At an early age Charlotte displayed a nervous and agitated personality, frequently biting her nails and tearing at her clothes. Queen Victoria once wrote to her daughter, “tell Charlotte I was appalled to hear of her biting her things. Grandmamma does not like naughty girls”. Charlotte was punished for this by having her pockets sewn up or being made to stand with her hands tied behind her back in the corner, these measures did little good as she soon went back to her old ways. This, in addition to her indifference to her studies, saddened her mother. She was well loved by her paternal grandparents King Wilhelm I and Queen Augusta, and she grew close to her older brother Wilhelm II.
In 1876, Charlotte became engaged to her second cousin Prince Bernhard of Saxe-Meiningen, and they were married in Berlin on 18 February 1878. The couple had one daughter, Feodora, who was born on 12 May1879. Following Feodora's birth, Charlotte retreated from family life in favor of the society life in Berlin. Feodora fell under the care of nannies and other servants when not visiting her grandmother in Berlin or at her country estate, Friedrichshof. Charlotte subscribed to the conservative political views of her elder brother and Chancellor Bismarck, leading to further discord with her mother, who favored liberal policy.

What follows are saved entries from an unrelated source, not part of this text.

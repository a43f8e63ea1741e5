use chrono::NaiveDate;
use rusqlite::{Connection, OptionalExtension};
use serde_json::json;

use crate::auth::{Role, Session};
use crate::ipc::error::HandlerErr;

pub fn get_required_str(params: &serde_json::Value, key: &str) -> Result<String, HandlerErr> {
    let s = params
        .get(key)
        .and_then(|v| v.as_str())
        .map(|s| s.trim().to_string())
        .ok_or_else(|| HandlerErr::bad_params(format!("missing {}", key)))?;
    if s.is_empty() {
        return Err(HandlerErr::bad_params(format!("{} must not be empty", key)));
    }
    Ok(s)
}

/// `Ok(None)` when absent or null; an error when present with the wrong type.
pub fn get_optional_str(params: &serde_json::Value, key: &str) -> Result<Option<String>, HandlerErr> {
    match params.get(key) {
        None | Some(serde_json::Value::Null) => Ok(None),
        Some(v) => {
            let Some(s) = v.as_str() else {
                return Err(HandlerErr::bad_params(format!("{} must be a string", key)));
            };
            let t = s.trim();
            if t.is_empty() {
                return Err(HandlerErr::bad_params(format!("{} must not be empty", key)));
            }
            Ok(Some(t.to_string()))
        }
    }
}

/// Accepts JSON integers and integer-looking strings ("12"), as forms send both.
pub fn get_optional_i64(params: &serde_json::Value, key: &str) -> Result<Option<i64>, HandlerErr> {
    match params.get(key) {
        None | Some(serde_json::Value::Null) => Ok(None),
        Some(v) => {
            if let Some(n) = v.as_i64() {
                return Ok(Some(n));
            }
            if let Some(n) = v.as_str().and_then(|s| s.trim().parse::<i64>().ok()) {
                return Ok(Some(n));
            }
            Err(HandlerErr::bad_params(format!("{} must be an integer", key)))
        }
    }
}

pub fn get_required_i64(params: &serde_json::Value, key: &str) -> Result<i64, HandlerErr> {
    get_optional_i64(params, key)?.ok_or_else(|| HandlerErr::bad_params(format!("missing {}", key)))
}

/// Marks must arrive as JSON numbers; strings are not coerced.
pub fn get_optional_number(
    params: &serde_json::Value,
    key: &str,
) -> Result<Option<f64>, HandlerErr> {
    match params.get(key) {
        None | Some(serde_json::Value::Null) => Ok(None),
        Some(v) => v.as_f64().map(Some).ok_or_else(|| {
            HandlerErr::bad_params(format!("{} must be a number", key))
                .with_details(json!({ "field": key, "value": v }))
        }),
    }
}

/// `YYYY-MM-DD`, or an RFC 3339 timestamp truncated to its date.
pub fn parse_date(raw: &str) -> Result<NaiveDate, HandlerErr> {
    let t = raw.trim();
    if let Ok(d) = NaiveDate::parse_from_str(t, "%Y-%m-%d") {
        return Ok(d);
    }
    if let Ok(dt) = chrono::DateTime::parse_from_rfc3339(t) {
        return Ok(dt.date_naive());
    }
    Err(HandlerErr::bad_params("date must be YYYY-MM-DD"))
}

pub fn require_role(session: &Session, roles: &[Role]) -> Result<(), HandlerErr> {
    if roles.contains(&session.role) {
        Ok(())
    } else {
        Err(HandlerErr::forbidden())
    }
}

pub fn require_school(session: &Session, school_id: &str) -> Result<(), HandlerErr> {
    if session.school_id == school_id {
        Ok(())
    } else {
        Err(HandlerErr::forbidden())
    }
}

/// Empty lists are reported as `{ message }` rather than `[]`.
pub fn list_or_message(items: Vec<serde_json::Value>, what: &str) -> serde_json::Value {
    if items.is_empty() {
        json!({ "message": format!("No {} found", what) })
    } else {
        serde_json::Value::Array(items)
    }
}

pub fn class_school(conn: &Connection, class_id: &str) -> Result<Option<String>, HandlerErr> {
    Ok(conn
        .query_row(
            "SELECT school_id FROM sclasses WHERE id = ?",
            [class_id],
            |r| r.get::<_, String>(0),
        )
        .optional()?)
}

/// Fails with `not_found` for unknown classes and `forbidden` for another school's.
pub fn require_class_in_school(
    conn: &Connection,
    session: &Session,
    class_id: &str,
) -> Result<(), HandlerErr> {
    let Some(school_id) = class_school(conn, class_id)? else {
        return Err(HandlerErr::not_found("class"));
    };
    require_school(session, &school_id)
}
use anyhow::{bail, Context, Result};
use rusqlite::{Connection, OptionalExtension};
use uuid::Uuid;

use crate::auth;
use crate::config::Config;
use crate::db::{now_rfc3339, school_name_taken};

/// Seeds a first admin when the bootstrap flags are set and no admin with
/// that email exists yet. Returns the admin id when one was created.
pub fn initialize_admin(conn: &Connection, cfg: &Config) -> Result<Option<String>> {
    let (Some(email), Some(password)) = (
        cfg.bootstrap_admin_email.as_deref(),
        cfg.bootstrap_admin_password.as_deref(),
    ) else {
        return Ok(None);
    };
    let email = email.trim().to_lowercase();

    let existing: Option<String> = conn
        .query_row("SELECT id FROM admins WHERE email = ?", [&email], |r| r.get(0))
        .optional()
        .context("failed to check existing admin")?;
    if existing.is_some() {
        tracing::info!(email = %email, "bootstrap admin already exists, skipping");
        return Ok(None);
    }

    if school_name_taken(conn, &cfg.bootstrap_school_name, None)
        .context("failed to check bootstrap school name")?
    {
        bail!(
            "bootstrap school name {:?} is already registered",
            cfg.bootstrap_school_name
        );
    }

    let hash = auth::hash_password(password, cfg.bcrypt_cost)
        .context("failed to hash bootstrap admin password")?;
    let admin_id = Uuid::new_v4().to_string();
    conn.execute(
        "INSERT INTO admins(id, name, email, password_hash, school_name, created_at)
         VALUES(?, ?, ?, ?, ?, ?)",
        (
            &admin_id,
            "Administrator",
            &email,
            &hash,
            &cfg.bootstrap_school_name,
            now_rfc3339(),
        ),
    )
    .context("failed to insert bootstrap admin")?;

    tracing::info!(admin_id = %admin_id, email = %email, school = %cfg.bootstrap_school_name, "bootstrap admin created");
    tracing::warn!("change the bootstrap admin password after first login");
    Ok(Some(admin_id))
}
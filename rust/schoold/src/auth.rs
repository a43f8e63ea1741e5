use rusqlite::{Connection, OptionalExtension};
use serde::Serialize;
use sha2::{Digest, Sha256};
use uuid::Uuid;

use crate::db::now_rfc3339;

#[derive(Debug, Clone, Copy, PartialEq, Eq, Serialize)]
pub enum Role {
    Admin,
    Teacher,
    Student,
}

impl Role {
    pub fn as_str(&self) -> &'static str {
        match self {
            Role::Admin => "Admin",
            Role::Teacher => "Teacher",
            Role::Student => "Student",
        }
    }

    pub fn parse(raw: &str) -> Option<Self> {
        match raw {
            "Admin" => Some(Role::Admin),
            "Teacher" => Some(Role::Teacher),
            "Student" => Some(Role::Student),
            _ => None,
        }
    }
}

/// Caller identity resolved from a bearer token for one request.
#[derive(Debug, Clone, PartialEq, Eq)]
pub struct Session {
    pub user_id: String,
    pub role: Role,
    pub school_id: String,
}

impl Session {
    pub fn is(&self, role: Role) -> bool {
        self.role == role
    }

    pub fn is_self(&self, role: Role, id: &str) -> bool {
        self.role == role && self.user_id == id
    }
}

pub fn hash_password(plain: &str, cost: u32) -> Result<String, bcrypt::BcryptError> {
    bcrypt::hash(plain, cost)
}

/// A malformed stored hash is treated as a mismatch.
pub fn verify_password(plain: &str, hash: &str) -> bool {
    match bcrypt::verify(plain, hash) {
        Ok(v) => v,
        Err(e) => {
            tracing::warn!(error = %e, "stored password hash could not be verified");
            false
        }
    }
}

fn token_digest(token: &str) -> String {
    let mut hasher = Sha256::new();
    hasher.update(token.as_bytes());
    format!("{:x}", hasher.finalize())
}

/// Issues a fresh opaque token. Only its digest is persisted.
pub fn issue_token(conn: &Connection, session: &Session) -> rusqlite::Result<String> {
    let token = format!("{}{}", Uuid::new_v4().simple(), Uuid::new_v4().simple());
    conn.execute(
        "INSERT INTO auth_tokens(token_hash, owner_id, role, school_id, created_at)
         VALUES(?, ?, ?, ?, ?)",
        (
            token_digest(&token),
            &session.user_id,
            session.role.as_str(),
            &session.school_id,
            now_rfc3339(),
        ),
    )?;
    Ok(token)
}

pub fn resolve_session(conn: &Connection, token: &str) -> rusqlite::Result<Option<Session>> {
    let row: Option<(String, String, String)> = conn
        .query_row(
            "SELECT owner_id, role, school_id FROM auth_tokens WHERE token_hash = ?",
            [token_digest(token)],
            |r| Ok((r.get(0)?, r.get(1)?, r.get(2)?)),
        )
        .optional()?;
    Ok(row.and_then(|(user_id, role, school_id)| {
        Role::parse(&role).map(|role| Session {
            user_id,
            role,
            school_id,
        })
    }))
}

pub fn revoke_token(conn: &Connection, token: &str) -> rusqlite::Result<bool> {
    let n = conn.execute(
        "DELETE FROM auth_tokens WHERE token_hash = ?",
        [token_digest(token)],
    )?;
    Ok(n > 0)
}

/// Strips an optional `Bearer ` prefix.
pub fn bearer_value(raw: &str) -> Option<&str> {
    let t = raw.trim_start();
    let t = t.strip_prefix("Bearer ").unwrap_or(t).trim();
    if t.is_empty() {
        None
    } else {
        Some(t)
    }
}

In 1914, Prince Bernhard inherited his father's dukedom to become Duke Bernhard III of Saxe-Meiningen. Although now elevated to the rank of duchess, her tenure was to be short, as Bernhard abdicated at the end of World War I. By this time, Charlotte, long plagued by ill health, was dying, finally succumbing to her illnesses on 1 October 1919 at age fifty-nine.
Recent medical tests performed on her remains and those of her daughter Feodora, who committed suicide in 1945 after a lifetime of ill-health, have revealed that both probably suffered from porphyria, a genetic disorder that is thought to have affected Charlotte's great-great-grandfather George III of the United Kingdom.